Emigration was the only way out--Mervyn left for the States and worked in hospital maintenance before joining a bank, while Joyce got a job as a nurse in Britain, then in New York State. The couple met and married in Albany, N.Y., and finally settled in Springboro, Ohio, where Mervyn's banking career flourished. He worked his way up the ladder to become the president of KeyBank's Dayton office. Joyce worked at local hospitals and raised the children.

When they retired and their kids left home, the couple, always active volunteers, felt dutybound to do even more. "Coming to the U.S. and [having the chance] to capitalize on so many opportunities, we always had the feeling that we'd been given so much blessing, and there was only one reason why--to share with the less fortunate," says Mervyn.

After thorough research and long family talks, the Alphonsos joined the Peace Corps. They shuttered their house and prepared to return to their native land: Guyana. Only this time around, they would be teaching life skills and preventive health care to a downtrodden population that they knew all too well.

It has been more than four decades since John F. Kennedy famously exhorted a generation of young people to "serve our country around the globe," but for many that message is still as fresh as the day it was first uttered. In spite of the rough conditions, travel advisories and the war on terrorism, scores of older Americans are uprooting their lives to help needy nations improve their living conditions. Some journey to dangerous spots like Liberia and Afghanistan, but most seek adventure in relatively safe regions of the world.

Baby boomers seem to be particularly eager to start a challenging new life abroad. The International Executive Service Corps (I.E.S.C.), which matches executives with business-development work abroad, has watched the average age of its participants drop from 68 in the mid-1990s to about 53. Other organizations, like WorldTeach, report increased interest from the retired population.
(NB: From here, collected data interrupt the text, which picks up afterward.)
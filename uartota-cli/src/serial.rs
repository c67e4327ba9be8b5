//! Serial port selection.
//!
//! Resolution order: explicit `--port` / `UARTOTA_PORT`, the config file, a
//! single detected port, then an interactive choice when several are present.

use {
    crate::{CliError, config::Config},
    anyhow::Result,
    console::style,
    dialoguer::{Error as DialoguerError, Select, theme::ColorfulTheme},
    log::{debug, info, warn},
    std::{cmp::Ordering, io::IsTerminal},
    uartota::{NativePortEnumerator, PortEnumerator, PortInfo},
};

/// Options for serial port selection.
#[derive(Debug, Clone, Default)]
pub(crate) struct SerialOptions {
    /// Explicit port specified via CLI or environment.
    pub port: Option<String>,
    /// Non-interactive mode (fail if multiple ports).
    pub non_interactive: bool,
}

/// No usable port could be chosen (exit code 1).
fn no_port_err(message: &str) -> anyhow::Error {
    anyhow::anyhow!("{message}")
}

/// One-line description of a detected port.
pub(crate) fn describe_port(port: &PortInfo) -> String {
    let ids = match (port.vid, port.pid) {
        (Some(vid), Some(pid)) => format!(" ({vid:04X}:{pid:04X})"),
        _ => String::new(),
    };
    let product = port
        .product
        .as_ref()
        .map(|p| format!(" - {p}"))
        .unwrap_or_default();
    format!("{}{ids}{product}", port.name)
}

/// Enumerate ports, treating enumeration failure as "no ports".
pub(crate) fn detect_ports() -> Vec<PortInfo> {
    match NativePortEnumerator::list_ports() {
        Ok(ports) => ports,
        Err(e) => {
            warn!("Failed to enumerate serial ports: {e}");
            Vec::new()
        },
    }
}

/// Pick the port to use.
pub(crate) fn select_serial_port(options: &SerialOptions, config: &Config) -> Result<String> {
    if let Some(name) = preconfigured_port(options, config) {
        return Ok(name);
    }
    choose_detected_port(detect_ports(), options.non_interactive)
}

fn preconfigured_port(options: &SerialOptions, config: &Config) -> Option<String> {
    if let Some(port) = &options.port {
        return Some(port.clone());
    }
    if let Some(port) = &config.connection.port {
        debug!("Using port from config: {port}");
        return Some(port.clone());
    }
    None
}

fn choose_detected_port(mut ports: Vec<PortInfo>, non_interactive: bool) -> Result<String> {
    match ports.len().cmp(&1) {
        Ordering::Less => Err(no_port_err(
            "No serial ports found. Connect the device or pass --port",
        )),
        Ordering::Equal => {
            let port = ports.remove(0);
            info!("Auto-selected port: {}", describe_port(&port));
            Ok(port.name)
        },
        Ordering::Greater if non_interactive => Err(no_port_err(
            "Multiple serial ports found; pass --port in non-interactive mode",
        )),
        Ordering::Greater => {
            ensure_interactive_terminal()?;
            select_port_interactive(ports)
        },
    }
}

fn ensure_interactive_terminal() -> Result<()> {
    if std::io::stdin().is_terminal() && std::io::stderr().is_terminal() {
        Ok(())
    } else {
        Err(no_port_err(
            "Multiple serial ports found and no terminal to prompt on; pass --port",
        ))
    }
}

fn map_prompt_error(err: DialoguerError) -> anyhow::Error {
    match err {
        DialoguerError::IO(io_err) => {
            if io_err.kind() == std::io::ErrorKind::Interrupted {
                CliError::Cancelled("Port selection cancelled".to_string()).into()
            } else {
                no_port_err("Port selection prompt failed")
            }
        },
    }
}

fn select_port_interactive(ports: Vec<PortInfo>) -> Result<String> {
    eprintln!(
        "{} Found {} serial ports",
        style("ℹ").blue(),
        ports.len()
    );

    let term_width = console::Term::stderr().size().1 as usize;
    let max_item_width = term_width.saturating_sub(4);
    let labels: Vec<String> = ports
        .iter()
        .map(|p| console::truncate_str(&describe_port(p), max_item_width, "\u{2026}").into_owned())
        .collect();

    let selection = Select::with_theme(&ColorfulTheme::default())
        .with_prompt("Select serial port")
        .items(&labels)
        .default(0)
        .interact_opt()
        .map_err(map_prompt_error)?;

    match selection {
        Some(index) => ports
            .into_iter()
            .nth(index)
            .map(|p| p.name)
            .ok_or_else(|| anyhow::anyhow!("Invalid port index: {index}")),
        None => Err(CliError::Cancelled("Port selection cancelled".to_string()).into()),
    }
}
//! Scripted port used by unit tests.

use std::collections::VecDeque;
use std::io::{Read, Write};
use std::time::Duration;

use crate::error::Result;
use crate::port::Port;

/// In-memory port with separate read/write sides.
///
/// Replies are queued for reading when a write containing their trigger text
/// is seen, so a test can script the device's side of a conversation.
pub(crate) struct ScriptedPort {
    pub input: VecDeque<u8>,
    pub writes: Vec<Vec<u8>>,
    pub replies: Vec<(String, Vec<u8>)>,
    pub fail_writes_after: Option<usize>,
    pub fail_reads: bool,
    pub open: bool,
    pub close_calls: usize,
    pub clear_calls: usize,
}

impl ScriptedPort {
    pub fn new() -> Self {
        Self {
            input: VecDeque::new(),
            writes: Vec::new(),
            replies: Vec::new(),
            fail_writes_after: None,
            fail_reads: false,
            open: true,
            close_calls: 0,
            clear_calls: 0,
        }
    }

    pub fn with_input(data: &[u8]) -> Self {
        let mut port = Self::new();
        port.input.extend(data);
        port
    }

    /// Queue `response` once a write containing `trigger` arrives.
    pub fn reply(mut self, trigger: &str, response: &str) -> Self {
        self.replies
            .push((trigger.to_string(), response.as_bytes().to_vec()));
        self
    }

    /// Writes that carried text commands (terminated by CRLF).
    pub fn commands(&self) -> Vec<String> {
        self.writes
            .iter()
            .filter(|w| w.ends_with(b"\r\n"))
            .map(|w| String::from_utf8_lossy(w).trim_end().to_string())
            .collect()
    }

    /// Writes that carried payload bytes.
    pub fn payload_writes(&self) -> Vec<&Vec<u8>> {
        self.writes
            .iter()
            .filter(|w| !w.ends_with(b"\r\n"))
            .collect()
    }
}

impl Read for ScriptedPort {
    fn read(&mut self, buf: &mut [u8]) -> std::io::Result<usize> {
        if self.fail_reads {
            return Err(std::io::Error::new(std::io::ErrorKind::BrokenPipe, "unplugged"));
        }
        if self.input.is_empty() {
            return Err(std::io::Error::new(std::io::ErrorKind::TimedOut, "no data"));
        }
        let n = buf.len().min(self.input.len());
        for slot in buf.iter_mut().take(n) {
            *slot = self.input.pop_front().unwrap_or_default();
        }
        Ok(n)
    }
}

impl Write for ScriptedPort {
    fn write(&mut self, buf: &[u8]) -> std::io::Result<usize> {
        if let Some(limit) = self.fail_writes_after {
            if self.writes.len() >= limit {
                return Err(std::io::Error::new(std::io::ErrorKind::BrokenPipe, "unplugged"));
            }
        }
        self.writes.push(buf.to_vec());

        let text = String::from_utf8_lossy(buf).to_string();
        if let Some(idx) = self
            .replies
            .iter()
            .position(|(trigger, _)| text.contains(trigger.as_str()))
        {
            let (_, response) = self.replies.remove(idx);
            self.input.extend(response);
        }
        Ok(buf.len())
    }

    fn flush(&mut self) -> std::io::Result<()> {
        Ok(())
    }
}

impl Port for ScriptedPort {
    fn set_timeout(&mut self, _timeout: Duration) -> Result<()> {
        Ok(())
    }

    fn timeout(&self) -> Duration {
        Duration::from_secs(5)
    }

    fn baud_rate(&self) -> u32 {
        115_200
    }

    fn bytes_to_read(&mut self) -> Result<usize> {
        Ok(self.input.len())
    }

    fn clear_buffers(&mut self) -> Result<()> {
        self.clear_calls += 1;
        self.input.clear();
        Ok(())
    }

    fn name(&self) -> &str {
        "scripted"
    }

    fn close(&mut self) -> Result<()> {
        self.close_calls += 1;
        self.open = false;
        Ok(())
    }

    fn is_open(&self) -> bool {
        self.open
    }
}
Gary Myers, 49, isn't a thrill seeker, but this past summer he leaped at the chance to travel to civil war--engulfed Liberia. Myers, who was a surgeon in Oklahoma, had grown frustrated with American medicine's commercialism. With his kids grown and some money saved, he volunteered with Medecins sans Frontieres, which placed him in Liberia. Seeing children with machine guns at the Monrovia airport, "I really thought I was flying into hell," he says. He worked hard, ignoring the mortar fire at sunrise and sunset as patients with serious gunshot wounds stumbled in. Whereas in the U.S. he would have taken care of 10 patients a day, here he was treating as many as 80. "This is a way for me to use all these things I learned and practice a more pure [form of medicine], the way I had intended to in med school," he says.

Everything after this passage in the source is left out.